Whose Fault?

Accountability According to the GOP

American combat deaths in Iraq have climbed over 1000. The biggest barrier to President George W. Bush's reelection is the unnecessary war and botched occupation in Iraq. No convention acceptance speech, however eloquent, can change that reality.

Yet the President and his supporters have never accepted his responsibility. Rather, their mantra states, "It's the media's fault."

For instance, columnist David Limbaugh complains that " Democrats and the media have successfully created the perception that Iraq has been a disaster." Which, naturally, is the reason popular backing for the war is waning.

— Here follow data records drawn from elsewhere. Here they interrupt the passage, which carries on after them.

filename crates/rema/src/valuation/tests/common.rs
use std::sync::Arc;

use axum::response::Response;
use serde_json::{json, Map, Value};

use crate::valuation::features::{FeatureNormalizer, FeatureSet};
use crate::valuation::model::HedonicModel;
use crate::valuation::predictor::{InferenceError, PriceModel, PricePredictor};
use crate::valuation::vocabulary::{Bedrooms, Furnishing, ListingKind, PropertyType};
use crate::valuation::{ValuationEngine, ValuationPolicy};

pub(super) const BUNDLED_MODEL: &str = include_str!("../../../assets/hedonic_model.json");

/// Model returning the same estimate for every input.
pub(super) struct FixedModel(pub(super) f64);

impl PriceModel for FixedModel {
    fn version(&self) -> &str {
        "fixed-test"
    }

    fn estimate(&self, _features: &FeatureSet) -> Result<f64, InferenceError> {
        Ok(self.0)
    }
}

/// Model that cannot evaluate anything.
pub(super) struct FailingModel;

impl PriceModel for FailingModel {
    fn version(&self) -> &str {
        "failing-test"
    }

    fn estimate(&self, features: &FeatureSet) -> Result<f64, InferenceError> {
        Err(InferenceError::UnseenCategory {
            field: "city",
            value: features.city.clone(),
        })
    }
}

pub(super) fn bundled_model() -> HedonicModel {
    HedonicModel::from_json_str(BUNDLED_MODEL).expect("bundled model artifact loads")
}

/// Normalizer over the bundled model's cities.
pub(super) fn normalizer() -> FeatureNormalizer {
    FeatureNormalizer::for_model(&bundled_model())
}

pub(super) fn engine_with(model: impl PriceModel + 'static) -> ValuationEngine {
    ValuationEngine::new(
        normalizer(),
        PricePredictor::new(Arc::new(model)),
        ValuationPolicy::default(),
    )
}

pub(super) fn bundled_engine() -> ValuationEngine {
    engine_with(bundled_model())
}

pub(super) fn amman_apartment() -> FeatureSet {
    FeatureSet {
        city: "Amman".to_string(),
        neighborhood: "Khalda".to_string(),
        property_type: PropertyType::Apartment,
        listing: ListingKind::Sale,
        surface_area: 150.0,
        bedrooms: Bedrooms::Count(3),
        bathrooms: 2,
        furnishing: Furnishing::Unfurnished,
        floor: "second floor".to_string(),
    }
}

pub(super) fn calculator_payload() -> Map<String, Value> {
    object(json!({
        "city": "Amman",
        "neighborhood": "Khalda",
        "type": "apartment",
        "listing": "sale",
        "surface_area": 150,
        "bedroom": "3",
        "bathroom": 2,
        "furnishing": "unfurnished",
        "floor": "second floor",
    }))
}

pub(super) fn object(value: Value) -> Map<String, Value> {
    match value {
        Value::Object(map) => map,
        other => panic!("expected a JSON object, got {other}"),
    }
}

pub(super) async fn read_json_body(response: Response) -> Value {
    let body = axum::body::to_bytes(response.into_body(), 64 * 1024)
        .await
        .expect("read body");
    serde_json::from_slice(&body).expect("json payload")
}
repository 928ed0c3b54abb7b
mod common;
mod routing;
//! Listing inventory: storage, the filter / sort / paginate query pipeline,
//! facet catalog, CSV batch loading, and the write path that keeps stored
//! valuations consistent with the price model.

pub mod catalog;
pub mod domain;
pub mod engine;
pub mod export;
pub mod import;
pub mod query;
pub mod repository;
pub mod router;
pub mod service;
pub mod store;

#[cfg(test)]
mod tests;

pub use catalog::{FilterOptionCatalog, FilterOptions};
pub use domain::{GeoPoint, Property, PropertyDraft, PropertyId, PropertyPatch, PropertyView};
pub use engine::InventoryQueryEngine;
pub use export::{write_csv, write_csv_path, ExportError};
pub use import::{parse_drafts, ImportError, ImportSummary, InventoryImporter};
pub use query::{
    BathroomFilter, BedroomFilter, InvalidQueryError, InventoryView, Page, PropertyFilters,
    QueryLimits, QuerySpec, SortKey,
};
pub use repository::{PropertyRepository, RepositoryError};
pub use router::inventory_router;
pub use service::{
    Comparison, ComparisonEntry, InventoryService, InventoryServiceError, InventorySettings,
    InventoryStats, RevaluationSummary,
};
pub use store::InMemoryPropertyStore;
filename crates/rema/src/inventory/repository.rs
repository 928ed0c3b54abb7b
use super::domain::{Property, PropertyId};

/// Storage abstraction so the query engine and service can be exercised in isolation.
pub trait PropertyRepository: Send + Sync {
    /// Snapshot of every stored listing, in id order.
    fn scan(&self) -> Result<Vec<Property>, RepositoryError>;
    fn fetch(&self, id: PropertyId) -> Result<Option<Property>, RepositoryError>;
    /// Listings for `ids` in the order given. Ids that no longer exist are skipped.
    fn fetch_many(&self, ids: &[PropertyId]) -> Result<Vec<Property>, RepositoryError>;
    /// Stores `property` under `id`, or under the next free id when `id` is
    /// `None`. The record's own id field is overwritten with the stored id.
    fn insert(&self, id: Option<PropertyId>, property: Property) -> Result<Property, RepositoryError>;
    fn update(&self, property: Property) -> Result<(), RepositoryError>;
    fn delete(&self, id: PropertyId) -> Result<Property, RepositoryError>;
}

/// Error enumeration for repository failures.
#[derive(Debug, thiserror::Error)]
pub enum RepositoryError {
    #[error("record already exists")]
    Conflict,
    #[error("record not found")]
    NotFound,
    #[error("repository unavailable: {0}")]
    Unavailable(String),
}
use std::sync::Arc;

use axum::{
    extract::State,
    http::StatusCode,
    response::{IntoResponse, Response},
    routing::post,
    Router,
};
use serde_json::{json, Value};
use tracing::warn;

use super::engine::{PredictionError, ValuationEngine};

/// Router exposing the live price calculator.
pub fn prediction_router(engine: Arc<ValuationEngine>) -> Router {
    Router::new()
        .route("/api/v1/predict", post(predict_handler))
        .with_state(engine)
}

pub(crate) async fn predict_handler(
    State(engine): State<Arc<ValuationEngine>>,
    axum::Json(payload): axum::Json<Value>,
) -> Response {
    let Value::Object(attributes) = payload else {
        let payload = json!({
            "error": "prediction payload must be a JSON object",
            "fields": [],
        });
        return (StatusCode::UNPROCESSABLE_ENTITY, axum::Json(payload)).into_response();
    };

    match engine.appraise(&attributes) {
        Ok(result) => (StatusCode::OK, axum::Json(result)).into_response(),
        Err(PredictionError::Validation(error)) => {
            let payload = json!({
                "error": error.to_string(),
                "fields": error.fields,
            });
            (StatusCode::UNPROCESSABLE_ENTITY, axum::Json(payload)).into_response()
        }
        Err(PredictionError::Inference(error)) => {
            warn!(%error, "price inference failed");
            let payload = json!({
                "error": format!("prediction failed: {error}"),
            });
            (StatusCode::INTERNAL_SERVER_ERROR, axum::Json(payload)).into_response()
        }
    }
}
use crate::commands::{
    run_estimate, run_opportunities, run_revalue, EstimateArgs, OpportunityArgs, RevalueArgs,
};
use crate::server;
use clap::{Args, Parser, Subcommand};
use rema::error::AppError;
use std::path::PathBuf;

#[derive(Parser, Debug)]
#[command(
    name = "REMA valuation engine",
    about = "Estimate property prices and rank undervalued listings from the command line",
    version
)]
struct Cli {
    #[command(subcommand)]
    command: Option<Command>,
}

#[derive(Subcommand, Debug)]
enum Command {
    /// Start the HTTP service (default command)
    Serve(ServeArgs),
    /// Estimate the price of a single property
    Estimate(EstimateArgs),
    /// Batch operations over a listing CSV
    Inventory {
        #[command(subcommand)]
        command: InventoryCommand,
    },
}

#[derive(Subcommand, Debug)]
enum InventoryCommand {
    /// Recompute every valuation in a CSV and optionally write the result
    Revalue(RevalueArgs),
    /// Print the deepest-discount listings in a CSV
    Opportunities(OpportunityArgs),
}

#[derive(Args, Debug, Default)]
pub(crate) struct ServeArgs {
    /// Override the configured host for the HTTP server
    #[arg(long)]
    pub(crate) host: Option<String>,
    /// Override the configured port for the HTTP server
    #[arg(long)]
    pub(crate) port: Option<u16>,
    /// Override the listing CSV loaded at startup
    #[arg(long)]
    pub(crate) inventory: Option<PathBuf>,
}

pub(crate) async fn run() -> Result<(), AppError> {
    let cli = Cli::parse();
    let command = cli
        .command
        .unwrap_or_else(|| Command::Serve(ServeArgs::default()));

    match command {
        Command::Serve(args) => server::run(args).await,
        Command::Estimate(args) => run_estimate(args),
        Command::Inventory {
            command: InventoryCommand::Revalue(args),
        } => run_revalue(args),
        Command::Inventory {
            command: InventoryCommand::Opportunities(args),
        } => run_opportunities(args),
    }
}
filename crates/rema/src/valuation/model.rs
use super::features::FeatureSet;
use super::predictor::{InferenceError, PriceModel};
use super::vocabulary::{fold, ListingKind, PropertyType};
use serde::Deserialize;
use std::collections::HashMap;
use std::path::{Path, PathBuf};

/// The model artifact could not be loaded; the process must not serve predictions.
#[derive(Debug, thiserror::Error)]
pub enum ModelLoadError {
    #[error("model artifact {} could not be read: {source}", .path.display())]
    Io {
        path: PathBuf,
        #[source]
        source: std::io::Error,
    },
    #[error("model artifact {} is malformed: {source}", .path.display())]
    Parse {
        path: PathBuf,
        #[source]
        source: serde_json::Error,
    },
    #[error("model artifact {} is invalid: {reason}", .path.display())]
    Invalid { path: PathBuf, reason: String },
}

#[derive(Debug, Clone, Deserialize)]
struct NumericWeights {
    log_surface_area: f64,
    bedrooms: f64,
    bathrooms: f64,
    floor_level: f64,
    furnishing: f64,
}

#[derive(Debug, Clone, Deserialize)]
struct HedonicArtifact {
    version: String,
    intercept: f64,
    weights: NumericWeights,
    property_class: HashMap<String, f64>,
    listing: HashMap<String, f64>,
    city: HashMap<String, f64>,
    #[serde(default)]
    neighborhood: HashMap<String, f64>,
}

/// Log-linear hedonic price model read from a JSON artifact.
///
/// `ln(1 + price)` is the sum of an intercept, weighted numeric features, and
/// offsets for the model property class, listing kind, city and neighborhood.
/// Cities, classes and listing kinds missing from the artifact are rejected;
/// an unknown neighborhood contributes nothing.
#[derive(Debug, Clone)]
pub struct HedonicModel {
    version: String,
    intercept: f64,
    weights: NumericWeights,
    property_class: HashMap<String, f64>,
    listing: HashMap<String, f64>,
    city: HashMap<String, f64>,
    city_names: Vec<String>,
    neighborhood: HashMap<String, f64>,
}

impl HedonicModel {
    pub fn from_path<P: AsRef<Path>>(path: P) -> Result<Self, ModelLoadError> {
        let path = path.as_ref().to_path_buf();
        let raw = std::fs::read_to_string(&path).map_err(|source| ModelLoadError::Io {
            path: path.clone(),
            source,
        })?;
        Self::parse(&raw, path)
    }

    pub fn from_json_str(raw: &str) -> Result<Self, ModelLoadError> {
        Self::parse(raw, PathBuf::from("<inline>"))
    }

    fn parse(raw: &str, path: PathBuf) -> Result<Self, ModelLoadError> {
        let artifact: HedonicArtifact =
            serde_json::from_str(raw).map_err(|source| ModelLoadError::Parse {
                path: path.clone(),
                source,
            })?;
        Self::from_artifact(artifact).map_err(|reason| ModelLoadError::Invalid { path, reason })
    }

    fn from_artifact(artifact: HedonicArtifact) -> Result<Self, String> {
        if artifact.version.trim().is_empty() {
            return Err("version must not be empty".to_string());
        }

        let weights = &artifact.weights;
        let numeric = [
            artifact.intercept,
            weights.log_surface_area,
            weights.bedrooms,
            weights.bathrooms,
            weights.floor_level,
            weights.furnishing,
        ];
        if numeric.iter().any(|value| !value.is_finite()) {
            return Err("intercept and weights must be finite".to_string());
        }

        let property_class = folded_offsets("property_class", artifact.property_class)?;
        for property_type in PropertyType::ordered() {
            let label = property_type.model_class().label();
            if !property_class.contains_key(label) {
                return Err(format!("property_class is missing '{label}'"));
            }
        }

        let listing = folded_offsets("listing", artifact.listing)?;
        for kind in ListingKind::ordered() {
            if !listing.contains_key(kind.key()) {
                return Err(format!("listing is missing '{}'", kind.key()));
            }
        }

        let mut city_names: Vec<String> = artifact
            .city
            .keys()
            .map(|name| name.trim().to_string())
            .collect();
        city_names.sort();
        let city = folded_offsets("city", artifact.city)?;
        if city.is_empty() {
            return Err("city offsets must not be empty".to_string());
        }
        let neighborhood = folded_offsets("neighborhood", artifact.neighborhood)?;

        Ok(Self {
            version: artifact.version,
            intercept: artifact.intercept,
            weights: artifact.weights,
            property_class,
            listing,
            city,
            city_names,
            neighborhood,
        })
    }

    /// City names the artifact carries offsets for, as spelled in the artifact.
    pub fn cities(&self) -> impl Iterator<Item = &str> {
        self.city_names.iter().map(String::as_str)
    }
}

fn folded_offsets(
    table: &str,
    offsets: HashMap<String, f64>,
) -> Result<HashMap<String, f64>, String> {
    offsets
        .into_iter()
        .map(|(key, value)| {
            if value.is_finite() {
                Ok((fold(&key), value))
            } else {
                Err(format!("{table} offset for '{key}' must be finite"))
            }
        })
        .collect()
}

impl PriceModel for HedonicModel {
    fn version(&self) -> &str {
        &self.version
    }

    fn estimate(&self, features: &FeatureSet) -> Result<f64, InferenceError> {
        let class = features.property_type.model_class().label();
        let class_offset =
            self.property_class
                .get(class)
                .ok_or_else(|| InferenceError::UnseenCategory {
                    field: "type",
                    value: class.to_string(),
                })?;
        let listing_offset = self.listing.get(features.listing.key()).ok_or_else(|| {
            InferenceError::UnseenCategory {
                field: "listing",
                value: features.listing.key().to_string(),
            }
        })?;
        let city_offset =
            self.city
                .get(&fold(&features.city))
                .ok_or_else(|| InferenceError::UnseenCategory {
                    field: "city",
                    value: features.city.clone(),
                })?;
        let neighborhood_offset = self
            .neighborhood
            .get(&fold(&features.neighborhood))
            .copied()
            .unwrap_or(0.0);

        let weights = &self.weights;
        let log_price = self.intercept
            + weights.log_surface_area * features.surface_area.ln_1p()
            + weights.bedrooms * features.bedrooms.model_value()
            + weights.bathrooms * f64::from(features.bathrooms)
            + weights.floor_level * features.floor_level()
            + weights.furnishing * features.furnishing.level()
            + class_offset
            + listing_offset
            + city_offset
            + neighborhood_offset;

        Ok(log_price.exp_m1())
    }
}
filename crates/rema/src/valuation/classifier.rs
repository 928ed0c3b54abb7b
use serde::{Deserialize, Serialize, Serializer};
use std::fmt;

/// Default width of the fair band, in percent either side of the prediction.
pub const DEFAULT_THRESHOLD_PCT: f64 = 10.0;

/// Floating-point noise absorbed at the band boundaries so that a listing
/// priced at exactly `predicted * (1 + threshold)` is overvalued.
const BAND_TOLERANCE: f64 = 1e-9;

#[derive(Debug, Clone, Copy, PartialEq, Eq, Hash, Serialize, Deserialize)]
#[serde(rename_all = "snake_case")]
pub enum ValuationCategory {
    Undervalued,
    Fair,
    Overvalued,
}

impl ValuationCategory {
    pub const fn key(self) -> &'static str {
        match self {
            Self::Undervalued => "undervalued",
            Self::Fair => "fair",
            Self::Overvalued => "overvalued",
        }
    }
}

impl fmt::Display for ValuationCategory {
    fn fmt(&self, f: &mut fmt::Formatter<'_>) -> fmt::Result {
        f.write_str(self.key())
    }
}

/// Listed price compared with the predicted price.
///
/// `percentage` is signed and unrounded: negative means the listing asks less
/// than the prediction.
#[derive(Debug, Clone, Copy, PartialEq, Serialize)]
pub struct ValuationAssessment {
    pub category: ValuationCategory,
    #[serde(serialize_with = "serialize_one_decimal")]
    pub percentage: f64,
}

impl ValuationAssessment {
    /// Discount or premium size as shown to users.
    pub fn magnitude(&self) -> f64 {
        self.percentage.abs()
    }

    pub fn display_percentage(&self) -> f64 {
        round_one_decimal(self.percentage)
    }

    pub fn is_undervalued(&self) -> bool {
        self.category == ValuationCategory::Undervalued
    }
}

/// Banding rule shared by ingestion and live estimates.
#[derive(Debug, Clone, Copy, PartialEq)]
pub struct ValuationPolicy {
    threshold_pct: f64,
}

impl ValuationPolicy {
    pub fn new(threshold_pct: f64) -> Self {
        let sanitized = if threshold_pct.is_finite() && threshold_pct > 0.0 {
            threshold_pct
        } else {
            DEFAULT_THRESHOLD_PCT
        };

        Self {
            threshold_pct: sanitized,
        }
    }

    pub fn threshold_pct(&self) -> f64 {
        self.threshold_pct
    }

    /// Returns `None` when there is nothing to compare: no listed price, a
    /// listed price of zero or less, or an unusable prediction.
    pub fn classify(&self, listed_price: Option<f64>, predicted_price: f64) -> Option<ValuationAssessment> {
        let listed = listed_price.filter(|price| price.is_finite() && *price > 0.0)?;
        if !predicted_price.is_finite() || predicted_price <= 0.0 {
            return None;
        }

        let percentage = (listed - predicted_price) / predicted_price * 100.0;
        Some(ValuationAssessment {
            category: self.category_for(percentage),
            percentage,
        })
    }

    pub fn category_for(&self, percentage: f64) -> ValuationCategory {
        if percentage <= -self.threshold_pct + BAND_TOLERANCE {
            ValuationCategory::Undervalued
        } else if percentage >= self.threshold_pct - BAND_TOLERANCE {
            ValuationCategory::Overvalued
        } else {
            ValuationCategory::Fair
        }
    }
}

impl Default for ValuationPolicy {
    fn default() -> Self {
        Self::new(DEFAULT_THRESHOLD_PCT)
    }
}

pub fn round_one_decimal(value: f64) -> f64 {
    (value * 10.0).round() / 10.0
}

pub(crate) fn serialize_one_decimal<S: Serializer>(value: &f64, serializer: S) -> Result<S::Ok, S::Error> {
    serializer.serialize_f64(round_one_decimal(*value))
}

pub(crate) fn serialize_optional_one_decimal<S: Serializer>(
    value: &Option<f64>,
    serializer: S,
) -> Result<S::Ok, S::Error> {
    match value {
        Some(value) => serializer.serialize_some(&round_one_decimal(*value)),
        None => serializer.serialize_none(),
    }
}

Move America Forward, created by former California Assemblyman Howard Kaloogian, is seeking to counter criticism of Bush. In an email fund-raising solicitation, Move America Forward's vice-chairwoman Melanie Morgan declared: "Recent national polls show that only 37%-42% of Americans now support the War in Iraq. It's not hard to figure out why. Every day we are bombarded with negatively biased reports from the news media."

Indeed, for more than a year Bush acolytes have circulated emails reporting "the good news that you aren't hearing" about Iraq, which cited the dredging of harbors, creation of regulatory agencies, and opening of schools. Never mind the deaths of one or more Americans every day; there were more important things happening over there, explained Rep. George Nethercutt (R-WA).

The failure to understand why the American people have turned against the war demonstrates that the administration and its allies are simultaneously arrogant and tone-deaf. While conservatives routinely denounced President Bill Clinton for failing to accept responsibility for his actions, the GOP now is taking the cult of the victim to new heights.

Why does the majority of Americans, many of them conservative in temperament and tending to vote Republican, now criticize the war? Start with the fact the war was based on a falsehood.

It was not a media creation that the administration painted Saddam Hussein as a modern Hitler, ready and able to devastate the U.S. Officials from the President on down spoke of mushroom clouds, millions at risk from bioterrorism, unmanned aerial vehicles that could hit America, and so on. "If we know that Saddam Hussein has dangerous weapons today—and we do," then we shouldn't wait to attack, stated the President.

None of those charges were true. The administration's failure to back up its lurid claims was not due to the media.

Despite the most disastrous intelligence failure in decades, the President took no action: he accepted no responsibility, held no official accountable, announced no review of intelligence procedures. Instead, Vice President Richard Cheney continued to suggest that Hussein was involved in 9/11, a charge for which there never was any evidence.

Once having conquered Iraq, the administration proceeded to bungle virtually every major decision. It was not the media's fault that officials falsely promised that Iraqis would shower U.S. troops with rose petals, the occupation would pay for itself, the garrison would fall to 30,000 by last summer, and the allies would fall over themselves to join the victorious bandwagon.

"Once we have victory in Baghdad, all the critics will look like fools," said Cheney. Not quite. And don't blame the media.

Journalists understandably concentrated on how Iraq's problems affected the U.S. There was positive news, of course. But far more important was the negative fact that a majority of Iraqis disliked Washington, wanted Americans to go home, and even justified attacks on U.S. forces.

It would be nice if Iraqis were grateful to America for their liberation. But the majority aren't. And that's not a media creation.

Nor can journalists be blamed for the fact that the administration's optimistic predictions of future progress always went unfulfilled. First the death of Hussein's sons would be the turning point.